Felsefi temelleri olan eğitim önyargılı olmayı engelleyebilir/engeller. Eylemlerle değerler ve ilkeler arasındaki ilişkinin önemi üzerinde durur. Böyle bir eğitim, ustalıkla verildiği takdirde, çocuklar gerçekten birer kişi olarak hayata hazırlanabilirler; kendilerinin ve diğer insanların eylemleri üzerinde düşünebilirler, var olana, başta kendileri olmak üzere belli bir uzaklıktan bakabilme becerisini gösterebilirler. Çocukla yetişkin arasındaki en büyük fark sanırım bu mesafeyi koyabilmekte ya da koyamamakta kendini gösteriyor.

- Kuran ve Hz. Muhammed’in hayatının seçmeli ders olarak müfredata girmesi eğitim sistemini kökten değiştirebilecek bir girişim mi sizce?

Değiştirmeyebilir. Her ne kadar yasada yer alıyorsa da, seçmeli bir ders.

- Seçmeli derslerden hemen önce Erdoğan'dan şu cümleyi duyduk: "Dindar nesil...”

Altyapısı oluşturuldu böylece.

- İslamcı düşünür İhsan Eliaçık, bu açıklamayı totaliter bulduğunu söyledi. Bir akademisyen olarak bu açıklamanın sizdeki yansıması neydi?

Bizim çocuklarımızın, olup bitenleri olabildiğince doğrudan görmelerini sağlayabilecek, evrensel değerlerle çelişmemek kaydıyla,  toplumun kültürel tarihsel yapılanmalarıyla, elbette evrensel insani değerleri dikkate alacak bir biçimde yetişmelerine yardımcı olmamız gerekiyor.

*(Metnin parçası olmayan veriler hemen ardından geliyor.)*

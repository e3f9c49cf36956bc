//! Frozen copies of a mode's timing taken when the user looks away from it.
//!
//! One capture/restore pair serves all three transition paths (Timer,
//! Stopwatch and the passthrough background session).

use chrono::{DateTime, Duration, Utc};

use crate::clock::since;
use crate::state::{Mode, Program, TimerState};

#[derive(Debug, Clone, PartialEq, Eq)]
pub struct ModeSnapshot {
    pub mode: Mode,
    pub running: bool,
    /// Elapsed time of the current segment as of `captured_at`.
    pub elapsed: Duration,
    /// Owned copy of the program; never shared with the other mode.
    pub program: Option<Program>,
    pub captured_at: DateTime<Utc>,
}

impl ModeSnapshot {
    pub fn total_duration(&self) -> Duration {
        self.program
            .as_ref()
            .map(Program::segment_duration)
            .unwrap_or_else(Duration::zero)
    }

    /// Elapsed time as of `now`, counting the time spent away if the run
    /// was live.
    pub fn elapsed_at(&self, now: DateTime<Utc>) -> Duration {
        if self.running {
            self.elapsed + since(self.captured_at, now)
        } else {
            self.elapsed
        }
    }

    pub fn remaining_at(&self, now: DateTime<Utc>) -> Duration {
        (self.total_duration() - self.elapsed_at(now)).max(Duration::zero())
    }

    pub fn is_expired_at(&self, now: DateTime<Utc>) -> bool {
        self.mode == Mode::Timer
            && self.program.is_some()
            && self.elapsed_at(now) >= self.total_duration()
    }
}

/// Freezes `state` as of `now`.
pub fn capture_elapsed(state: &TimerState, now: DateTime<Utc>) -> ModeSnapshot {
    ModeSnapshot {
        mode: state.mode(),
        running: state.is_running(),
        elapsed: state.elapsed(now),
        program: state.program().cloned(),
        captured_at: now,
    }
}

/// Thaws a snapshot into a live state as of `now`. A running snapshot comes
/// back running with the time spent away already consumed.
pub fn restore_elapsed(snapshot: ModeSnapshot, now: DateTime<Utc>) -> TimerState {
    let elapsed = snapshot.elapsed_at(now);
    let anchor = snapshot.running.then_some(now);
    TimerState::from_parts(snapshot.mode, elapsed, anchor, snapshot.program)
}

/// The run that keeps going unseen while the clock overlay is shown.
#[derive(Debug, Clone, PartialEq, Eq)]
pub struct BackgroundSession {
    snapshot: ModeSnapshot,
}

impl BackgroundSession {
    pub fn capture(state: &TimerState, now: DateTime<Utc>) -> Self {
        Self {
            snapshot: capture_elapsed(state, now),
        }
    }

    /// The mode the overlay was entered from.
    pub fn origin(&self) -> Mode {
        self.snapshot.mode
    }

    pub fn captured_at(&self) -> DateTime<Utc> {
        self.snapshot.captured_at
    }

    /// Time spent behind the overlay since the last capture.
    pub fn time_away(&self, now: DateTime<Utc>) -> Duration {
        since(self.snapshot.captured_at, now)
    }

    pub fn snapshot(&self) -> &ModeSnapshot {
        &self.snapshot
    }

    pub(crate) fn snapshot_mut(&mut self) -> &mut ModeSnapshot {
        &mut self.snapshot
    }

    pub fn into_snapshot(self) -> ModeSnapshot {
        self.snapshot
    }
}
//! Timing core for the tempo timer: countdowns, a stopwatch, and looping
//! interval circuits.
//!
//! All time is derived from wall-clock anchors. Hosts own a [`Controller`],
//! call [`Controller::tick`] every [`RENDER_INTERVAL`] and
//! [`Controller::background_tick`] every [`BACKGROUND_INTERVAL`] from one
//! thread, and receive side effects through a [`Listener`].

pub mod alarm;
pub mod circuit;
pub mod clock;
pub mod controller;
pub mod coordinator;
pub mod definition;
pub mod engine;
pub mod error;
pub mod format;
pub mod listener;
pub mod snapshot;
pub mod state;

pub use alarm::{parse_time_of_day, AlarmBook, AlarmSpec, ClockAlarm, Repeat};
pub use circuit::{Advance, CircuitProgram, CircuitProgress, LoopPolicy, Step};
pub use clock::{ClockSource, ManualClock, SystemClock};
pub use controller::{Controller, Status};
pub use coordinator::{DisplayMode, ModeCoordinator};
pub use definition::{parse_definitions, CircuitDefinition, LoopSpec, StepSpec};
pub use engine::{ExpiryOutcome, TimingEngine, BACKGROUND_INTERVAL, RENDER_INTERVAL};
pub use error::{ConfigurationError, Result, TempoError};
pub use listener::{DisplayKind, Event, Listener, RecordingListener, RenderTick, SegmentNotification};
pub use snapshot::{capture_elapsed, restore_elapsed, BackgroundSession, ModeSnapshot};
pub use state::{Mode, Program, TimerState};

/// Upper bound for `LoopPolicy::Count`.
pub const MAX_LOOP_COUNT: u32 = 99;

/// Countdown a fresh Timer starts from when nothing else is configured.
pub const DEFAULT_TIMER_MINUTES: i64 = 10;
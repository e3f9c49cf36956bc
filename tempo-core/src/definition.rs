//! Circuit definitions as they arrive from config files and the circuit
//! builder.
//!
//! Steps come in two shapes, a bare millisecond count or an object with a
//! note. Both are normalized into [`Step`] here; nothing past this module
//! looks at the raw shape.

use chrono::Duration;
use serde::{Deserialize, Serialize};

use crate::circuit::{CircuitProgram, LoopPolicy, Step};
use crate::error::{ConfigurationError, Result};

#[derive(Debug, Clone, PartialEq, Eq, Serialize, Deserialize)]
#[serde(untagged)]
pub enum StepSpec {
    Millis(i64),
    Detailed {
        ms: i64,
        #[serde(default)]
        note: String,
    },
}

impl StepSpec {
    fn millis(&self) -> i64 {
        match self {
            StepSpec::Millis(ms) | StepSpec::Detailed { ms, .. } => *ms,
        }
    }

    fn normalize(&self, index: usize) -> std::result::Result<Step, ConfigurationError> {
        let millis = self.millis();
        let duration = Duration::try_milliseconds(millis)
            .ok_or(ConfigurationError::NonPositiveStep { index, millis })?;
        Ok(match self {
            StepSpec::Millis(_) => Step::new(duration, String::new()),
            StepSpec::Detailed { note, .. } => Step::new(duration, note.clone()),
        })
    }
}

#[derive(Debug, Clone, Copy, PartialEq, Eq, Default, Serialize, Deserialize)]
#[serde(tag = "mode", rename_all = "lowercase")]
pub enum LoopSpec {
    #[default]
    None,
    Count {
        count: u32,
    },
    Infinite,
}

impl From<LoopSpec> for LoopPolicy {
    fn from(spec: LoopSpec) -> Self {
        match spec {
            LoopSpec::None => LoopPolicy::None,
            LoopSpec::Count { count } => LoopPolicy::Count(count),
            LoopSpec::Infinite => LoopPolicy::Infinite,
        }
    }
}

#[derive(Debug, Clone, PartialEq, Eq, Serialize, Deserialize)]
pub struct CircuitDefinition {
    #[serde(default)]
    pub name: Option<String>,
    pub steps: Vec<StepSpec>,
    #[serde(default, rename = "loop")]
    pub loop_spec: LoopSpec,
}

impl CircuitDefinition {
    pub fn steps(&self) -> std::result::Result<Vec<Step>, ConfigurationError> {
        self.steps
            .iter()
            .enumerate()
            .map(|(index, spec)| spec.normalize(index))
            .collect()
    }

    pub fn loop_policy(&self) -> LoopPolicy {
        self.loop_spec.into()
    }

    /// Validates and builds a fresh program positioned at its first step.
    pub fn into_program(&self) -> std::result::Result<CircuitProgram, ConfigurationError> {
        let steps = self.steps()?;
        match &self.name {
            Some(name) => CircuitProgram::named(name.clone(), steps, self.loop_policy()),
            None => CircuitProgram::new(steps, self.loop_policy()),
        }
    }
}

#[derive(Deserialize)]
#[serde(untagged)]
enum OneOrMany {
    One(CircuitDefinition),
    Many(Vec<CircuitDefinition>),
}

/// Parses a JSON document holding one definition or an array of them.
pub fn parse_definitions(json: &str) -> Result<Vec<CircuitDefinition>> {
    let parsed: OneOrMany = serde_json::from_str(json)?;
    Ok(match parsed {
        OneOrMany::One(def) => vec![def],
        OneOrMany::Many(defs) => defs,
    })
}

Bunu yaptığımız takdirde insanlar zaten kendine yakışanı yapacaklardır. Ama hiç kimse, “Ben çocukları illa ki dindar yapacağım” ya da “Sadece pozitivist bir anlayışla yetiştireceğim” dememeli. Türkiye’de zaten yönetim mekanizmalarında görevde olanlar her zaman toplumun inanç dizgelerine saygılı insanlardı. Bunu ilan etmeye, sergilemeye ihtiyaç hissetmeyenler gerçek dindarlar, samimi insanlardır. Ve Türkiye toplumunda bu kişilerin sayısı çoktur.

 

'Toplumu inançla mı, bilgiyle mi bir araya getireceğiz?'

 

- Hilmi Yavuz, Neşe Düzel'e verdiği söyleşide, “adalet gibi ilkeler ötelenerek İslam'ı içki içmemeye ve namaza indirgeyen bir gardırop Müslümanlığından” bahsediyor. Sizin de çok önemsediğiniz “özcülük ve şekilcilik” arasındaki bağlantı göz önüne alındığında, Erdoğan'ın “dindar nesil” açıklaması sizce bir gardırop Müslümanlığı örneği mi?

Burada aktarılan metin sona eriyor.